We gave some to Jenica's roommate Brittany (shout out) because she's never had Tang (it's a kick in the glass) before. It was great because after the first taste you could tell it was not what she expected. And the only words good enough to describe it were "Tangy" (it's a kick in the glassy)

Fast Forward>>>>>> now I'm in bed asleep and for some reason my roommate is struggling to open the bathroom door. Why is the bathroom door locked and nobodies inside. He tries the "stick a coat hanger in the little hole" bit. That doesn't work. So I get up and try to card the door open. All I did was manage to break my card in half. Sorry Multnomah County, I guess I won't be using your library anymore. Finally we just decide to take the door knob off but in our apt full of guys none of us has a screwdriver. huh!? So we use a butter knife to unscrew the freakin door knob. We don't know how the door ended getting locked because we usually don't even close the door at night. I think we decided to blame Cookies.

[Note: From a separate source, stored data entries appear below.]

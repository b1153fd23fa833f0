//! Error types for inkkeys.

use std::io;
use std::time::Duration;
use thiserror::Error;

/// Result type for inkkeys operations.
pub type Result<T> = std::result::Result<T, Error>;

/// Error type for inkkeys operations.
#[derive(Debug, Error)]
pub enum Error {
    /// I/O error on the serial link.
    #[error("I/O error: {0}")]
    Io(#[from] io::Error),

    /// Serial port error.
    #[cfg(feature = "native")]
    #[error("Serial port error: {0}")]
    Serial(#[from] serialport::Error),

    /// The device did not finish the info exchange in time.
    #[error("Handshake timed out after {0:?}")]
    HandshakeTimeout(Duration),

    /// The device did not acknowledge a refresh in time.
    #[error("Display refresh timed out after {0:?}")]
    RefreshTimeout(Duration),

    /// The device answered but runs the hardware test firmware.
    #[error("Device on {0} runs the hardware test firmware; flash the inkkeys firmware to use it")]
    TestFirmware(String),

    /// A known info key carried a value that does not parse.
    #[error("Malformed info line: {0:?}")]
    MalformedInfo(String),

    /// An operation needed an open connection.
    #[error("Not connected to a device")]
    NotConnected,

    /// No serial port matched the requested device.
    #[error("Device not found")]
    DeviceNotFound,

    /// A display region does not exist in the layout.
    #[error("Invalid display region: {0}")]
    InvalidRegion(String),

    /// A key token cannot be used for this operation.
    #[error("Invalid key: {0}")]
    InvalidKey(String),

    /// A macro event does not follow the event grammar.
    #[error("Invalid macro event: {0:?}")]
    InvalidEvent(String),

    /// Configuration error.
    #[error("Configuration error: {0}")]
    Config(String),

    /// Fault raised by mode code while connected.
    #[error("Mode error: {0}")]
    Mode(String),
}

impl Error {
    /// Whether this error came from the serial link itself.
    pub fn is_transport(&self) -> bool {
        match self {
            Self::Io(_) | Self::NotConnected => true,
            #[cfg(feature = "native")]
            Self::Serial(_) => true,
            _ => false,
        }
    }
}
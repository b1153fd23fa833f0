//! inkkeys CLI - Host controller for the inkkeys macro keypad.
//!
//! ## Features
//!
//! - Keep the keypad connected and switch macro modes with the focused application
//! - Query the keypad's capabilities
//! - List serial ports and spot the keypad among them
//! - Shell completion generation
//! - Environment variable and config file support

use std::path::PathBuf;

use anyhow::Result;
use clap::{Parser, Subcommand};
use clap_complete::Shell;
use console::style;
use env_logger::Env;
use inkkeys::SerialConnector;
use log::debug;

mod commands;
mod config;
mod inspect;
mod modes;
#[cfg(test)]
mod testing;

use commands::completions::{cmd_completions, cmd_completions_install};
use commands::info::cmd_info;
use commands::ports::cmd_list_ports;
use commands::run::cmd_run;
use config::Config;

/// inkkeys - Drive the inkkeys macro keypad from the desktop.
///
/// Environment variables:
///   INKKEYS_PORT    - Serial port to use instead of USB discovery
///   INKKEYS_DEBUG   - Enable debug logging
///   RUST_LOG        - Override the log filter
#[derive(Parser)]
#[command(name = "inkkeys")]
#[command(author, version, about, long_about = None)]
#[command(propagate_version = true)]
#[command(after_help = "Without a command, inkkeys runs until interrupted (same as `inkkeys run`).")]
struct Cli {
    /// Serial port to use (discovered by USB VID/PID if not specified).
    #[arg(short, long, global = true, env = "INKKEYS_PORT")]
    port: Option<String>,

    /// USB vendor ID used for discovery (hex).
    #[arg(long, global = true, value_parser = parse_hex_u16)]
    vid: Option<u16>,

    /// USB product ID used for discovery (hex).
    #[arg(long, global = true, value_parser = parse_hex_u16)]
    pid: Option<u16>,

    /// Verbose output level (-v, -vv for increasing detail).
    #[arg(short, long, global = true, action = clap::ArgAction::Count)]
    verbose: u8,

    /// Quiet mode (warnings and errors only).
    #[arg(short, long, global = true)]
    quiet: bool,

    /// Enable debug logging (same as -v).
    #[arg(long, global = true, env = "INKKEYS_DEBUG")]
    debug: bool,

    /// Path to a configuration file, replacing the global and local ones.
    #[arg(long = "config", global = true, value_name = "PATH")]
    config_path: Option<PathBuf>,

    #[command(subcommand)]
    command: Option<Commands>,
}

/// Available commands.
#[derive(Subcommand)]
enum Commands {
    /// Connect to the keypad and run the configured modes (default).
    Run,

    /// Connect once and show the keypad's capabilities.
    Info {
        /// Output as JSON.
        #[arg(long)]
        json: bool,
    },

    /// List available serial ports.
    ListPorts {
        /// Output as JSON.
        #[arg(long)]
        json: bool,
    },

    /// Generate shell completion scripts.
    Completions {
        /// Shell type (auto-detected with --install).
        #[arg(value_enum)]
        shell: Option<Shell>,

        /// Install the completion script for the current user.
        #[arg(long)]
        install: bool,
    },
}

/// Parse a hex value with or without `0x` prefix.
fn parse_hex_u16(s: &str) -> Result<u16, String> {
    let digits = s
        .strip_prefix("0x")
        .or_else(|| s.strip_prefix("0X"))
        .unwrap_or(s);
    u16::from_str_radix(digits, 16).map_err(|e| format!("invalid hex ID '{s}': {e}"))
}

/// Effective verbosity: `--debug` or `debug = true` count as `-v`.
fn verbosity(cli: &Cli, config: &Config) -> u8 {
    if cli.verbose == 0 && (cli.debug || config.debug) {
        1
    } else {
        cli.verbose
    }
}

fn init_logging(quiet: bool, verbose: u8) {
    let log_level = if quiet {
        "warn"
    } else {
        match verbose {
            0 => "info",
            1 => "debug",
            _ => "trace",
        }
    };
    env_logger::Builder::from_env(Env::default().default_filter_or(log_level))
        .format_target(verbose >= 2)
        .format_timestamp(if verbose >= 2 {
            Some(env_logger::TimestampPrecision::Millis)
        } else {
            None
        })
        .init();
}

fn main() -> Result<()> {
    if std::env::var_os("NO_COLOR").is_some() || !console::Term::stderr().is_term() {
        console::set_colors_enabled(false);
        console::set_colors_enabled_stderr(false);
    }

    let cli = Cli::parse();

    let config = if let Some(ref path) = cli.config_path {
        Config::load_from_path(path)?
    } else {
        Config::load()?
    };

    let verbose = verbosity(&cli, &config);
    init_logging(cli.quiet, verbose);

    debug!(
        "inkkeys v{} (verbose level: {verbose})",
        env!("CARGO_PKG_VERSION")
    );
    for source in &config.sources {
        debug!("Loaded config from {}", source.display());
    }

    match &cli.command {
        None | Some(Commands::Run) => {
            cmd_run(&config, commands::resolve_target(&cli, &config))?;
        },
        Some(Commands::Info { json }) => {
            let mut connector = SerialConnector::new(commands::resolve_target(&cli, &config))
                .with_config(commands::serial_config(&config));
            cmd_info(&mut connector, *json)?;
        },
        Some(Commands::ListPorts { json }) => {
            let (vid, pid) = commands::usb_ids(&cli, &config);
            cmd_list_ports(*json, vid, pid)?;
        },
        Some(Commands::Completions { shell, install }) => {
            if *install {
                cmd_completions_install(*shell)?;
            } else if let Some(shell) = shell {
                cmd_completions(*shell);
            } else {
                eprintln!(
                    "{} specify a shell type, e.g.: inkkeys completions bash",
                    style("Error:").red().bold()
                );
                eprintln!(
                    "  Or use {} to auto-install completions.",
                    style("inkkeys completions --install").cyan()
                );
                std::process::exit(1);
            }
        },
    }

    Ok(())
}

what's the deal with buses

This is a shout out to every CP who has ever worked the rediculous 8pm - 4am shift. But even if you have never had the blessed opportunity of experiencing that shift you still might enjoy this.

2 words- Pavlov's Dog. That's what I am. Anytime I get on the bus I'm immediately tired. I don't know what it is but the bus is my bell. And returning home from work at 4 am only makes it worse. The problem is, the last thing I, or anybody, should ever want to do is sleep on these buses.

First of all you don't know what creeps are going to watching/staring at you while you're asleep on the bus. Going along with that people do unattractive things while they sleep. ie: Snoring. Or when your head falls back and your mouth flops open, that's cute. Even worse is the "I'm trying not to fall asleep head nod" which is always accompanied by awkwardly looking around to see if anybody notice, guess what, EVERYBODY noticed. And the worst of all is drooling all over yourself. Any of these are a very real possibility and probability.

Secondly there's always the fear of oversleeping your stop. So you either don't sleep very well because you're waking up at every slight decrease of momentum just to be sure you don't miss your stop. OR...you just konk out and have to hope you wake up in time because if you don't you have to go through stress and waisted time of trying to find out how you're going to get home now without riding the bus for another hour while it to goes around the cycle.

Third and my personal favorite reason why you should never sleep on the bus. The Windows. Every window next to every seat on the bus is coated with some sort of film. A thick layer of grease, oil, hair gel, makeup and whatever else has been coming off of everybodies heads and faces while they sleep on the bus. For some unknown reason it's a great idea to rest your head against the window and take a nap on the way to and from work. Thus despensing a bit of your special head funk for everyone else to enjoy. mmm...sounds good. I don't think that American Coach has ever bothered to clean their buses either because the head funk is always there. And don't think that you can get away with just sleeping against the head rest because it's there too you just can't see it.

So there you have it. Three great reasons why you should never sleep on the bus. No matter how tired you are it's never worth your time. Just wait til you get home and can actually enjoy your sleep without the fear of disease.